- Cover art featuring the playable characters, Serious Sam (right) and Serious Sammy
- Developer: Croteam VR
- Publisher: Devolver Digital
- Director: Davor Hunski
- Designers: Davor Hunski; Mario Kotlar;
- Programmers: Alen Ladavac; Davor Hunski;
- Artist: Davor Hunski
- Writers: Jonas Kyratzes; Verena Kyratzes;
- Composer: Damjan Mravunac
- Series: Serious Sam
- Engine: Serious Engine
- Platform: Windows
- Release: 20 September 2017
- Genre: First-person shooter
- Modes: Single-player, multiplayer

= Serious Sam VR: The Last Hope =

2017 video game

Serious Sam VR: The Last Hope is a 2017 first-person shooter game for virtual reality (VR) developed by Croteam VR and published by Devolver Digital. One or two players fight waves of enemies, including bosses, across five thematic planets. The enemies approach from a 180° field and the player can use dual-wielded weapons while moving across a limited space. To develop The Last Hope and experiment with other VR implementations, Croteam VR was established as a specialised division of Croteam.
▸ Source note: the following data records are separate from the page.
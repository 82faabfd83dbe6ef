use serde::{Deserialize, Serialize};

use super::identity::Timestamp;

/// The single active contact-verification code held on a user.
/// Regeneration replaces it.
#[derive(Debug, Clone, PartialEq, Eq, Serialize, Deserialize)]
pub struct VerificationCode {
    pub code: String,
    pub created_at: Timestamp,
}
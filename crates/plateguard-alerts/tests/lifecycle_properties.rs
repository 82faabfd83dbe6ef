use chrono::Duration;
use proptest::prelude::*;

use plateguard_alerts::StolenAlertLifecycle;
use plateguard_core::config::AlertConfig;
use plateguard_core::models::StolenAlertInfo;
use test_fixtures::t0;

proptest! {
    #[test]
    fn days_remaining_is_a_non_negative_ceiling(offset_ms in -10_000_000_000i64..10_000_000_000) {
        let lc = StolenAlertLifecycle::new(&AlertConfig::default());
        let info = StolenAlertInfo {
            activated_at: t0(),
            expires_at: t0() + Duration::milliseconds(offset_ms),
            renewal_used: false,
            is_active: true,
        };
        let days = lc.days_remaining(&info, t0());
        prop_assert!(days >= 0);
        prop_assert_eq!(days > 0, lc.is_active(&info, t0()));
        if days > 0 {
            prop_assert!(Duration::days(days) >= info.expires_at - t0());
            prop_assert!(Duration::days(days - 1) < info.expires_at - t0());
        }
    }

    #[test]
    fn at_most_one_free_renewal(gaps in proptest::collection::vec(0i64..40, 1..10)) {
        let lc = StolenAlertLifecycle::new(&AlertConfig::default());
        let mut info = StolenAlertInfo {
            activated_at: t0(),
            expires_at: t0() + Duration::days(30),
            renewal_used: false,
            is_active: true,
        };
        let mut now = t0();
        let mut renewals = 0;
        for gap in gaps {
            now += Duration::days(gap);
            if let Ok(renewed) = lc.renew_free(&info, now) {
                info = renewed;
                renewals += 1;
            }
        }
        prop_assert!(renewals <= 1);
        prop_assert_eq!(info.renewal_used, renewals == 1);
    }
}
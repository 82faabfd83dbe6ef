//! # plateguard-benefits
//!
//! Periodic free entitlements granted by seal tier. Cycles renew lazily:
//! the first access after a cycle has run its full length resets the
//! counter and moves the anchor to that access time.

pub mod rules;
pub mod slot;
pub mod tracker;

pub use rules::BenefitRule;
pub use tracker::{BenefitCycleTracker, CycleRenewal, Entitlement};
use crate::errors::PlateguardResult;
use crate::models::{GateDecision, InteractionRecord, LedgerFilter, Plate, UserId};

/// Admission check run against the existing records of a `(plate, user)`
/// pair while the store holds that pair exclusively.
pub type AdmissionCheck<'a> = dyn Fn(&[InteractionRecord]) -> GateDecision + 'a;

/// Append-only interaction ledger. The single source of truth for every
/// gating decision.
///
/// Implementations must never drop a write silently and must make
/// [`ILedgerStore::append_if`] atomic per `(plate, user)` pair.
pub trait ILedgerStore: Send + Sync {
    /// Append a record unconditionally.
    fn append(&self, record: &InteractionRecord) -> PlateguardResult<()>;

    /// All records matching `filter`, oldest first.
    fn query(&self, filter: &LedgerFilter) -> PlateguardResult<Vec<InteractionRecord>>;

    /// Run `check` over the pair's current records and append `record`
    /// only if it returns [`GateDecision::Allowed`]. The check and the
    /// append happen as one unit: no concurrent writer for the same pair
    /// can interleave.
    fn append_if(
        &self,
        record: &InteractionRecord,
        check: &AdmissionCheck<'_>,
    ) -> PlateguardResult<GateDecision>;

    /// All records for one `(plate, user)` pair, oldest first.
    fn query_by_plate_and_user(
        &self,
        plate: &Plate,
        user_id: &UserId,
    ) -> PlateguardResult<Vec<InteractionRecord>> {
        self.query(&LedgerFilter::pair(plate, user_id))
    }

    /// Total number of records.
    fn len(&self) -> PlateguardResult<usize>;

    fn is_empty(&self) -> PlateguardResult<bool> {
        Ok(self.len()? == 0)
    }
}
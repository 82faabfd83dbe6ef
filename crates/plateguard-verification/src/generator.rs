use rand::Rng;

use plateguard_core::traits::ICodeGenerator;

/// Uniform random decimal digits from the thread-local RNG.
#[derive(Debug, Clone, Copy, Default)]
pub struct RandomDigits;

impl ICodeGenerator for RandomDigits {
    fn generate(&self, length: usize) -> String {
        let mut rng = rand::thread_rng();
        (0..length)
            .map(|_| char::from(b'0' + rng.gen_range(0..10u8)))
            .collect()
    }
}
use crate::models::BenefitKind;

use super::error_code::{self, PlateguardErrorCode};

/// Seal benefit errors.
#[derive(Debug, thiserror::Error)]
pub enum BenefitError {
    /// The tier's cap for the current cycle is already reached, or the
    /// user's tier grants no credits of this kind (cap 0).
    #[error("no {kind} credits remaining: {used}/{cap} used this cycle")]
    NoCreditsRemaining { kind: BenefitKind, used: u32, cap: u32 },
}

impl PlateguardErrorCode for BenefitError {
    fn error_code(&self) -> &'static str {
        error_code::NO_CREDITS_REMAINING
    }
}
use chrono::Duration;

use plateguard_core::errors::VerificationError;
use plateguard_core::models::{Timestamp, VerificationCode};

/// Check `supplied` against the stored code. No side effects.
///
/// Surrounding whitespace in `supplied` is ignored. The code is valid for
/// `ttl` after creation; at exactly `created_at + ttl` it has expired.
pub fn check_code(
    stored: Option<&VerificationCode>,
    supplied: &str,
    now: Timestamp,
    ttl: Duration,
) -> Result<(), VerificationError> {
    let stored = stored.ok_or(VerificationError::NoActiveCode)?;
    // An expiry past the representable range never arrives.
    let expired = stored
        .created_at
        .checked_add_signed(ttl)
        .map_or(false, |expires_at| now >= expires_at);
    if expired {
        return Err(VerificationError::CodeExpired);
    }
    if supplied.trim() != stored.code {
        return Err(VerificationError::CodeMismatch);
    }
    Ok(())
}
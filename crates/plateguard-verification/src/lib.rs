//! # plateguard-verification
//!
//! Issues and checks the numeric codes that gate the solidarity-alert flow
//! for first-time senders. Delivery of the code is the caller's concern.

pub mod check;
pub mod generator;
pub mod service;

pub use check::check_code;
pub use generator::RandomDigits;
pub use service::VerificationCodeService;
Devolver Digital announced the game at E3 in June 2016 and launched it in early access that October. After several updates, it was released in September 2017 for Windows with compatibility for the HTC Vive and Oculus Rift VR headsets. The Last Hope received mostly positive reviews, with post-release reception lauding the game's gameplay and visuals while criticising difficulty spikes and issues with the online multiplayer mode.

== Gameplay ==

A Beheaded Kamikaze approaches the player, who brandishes two pistols.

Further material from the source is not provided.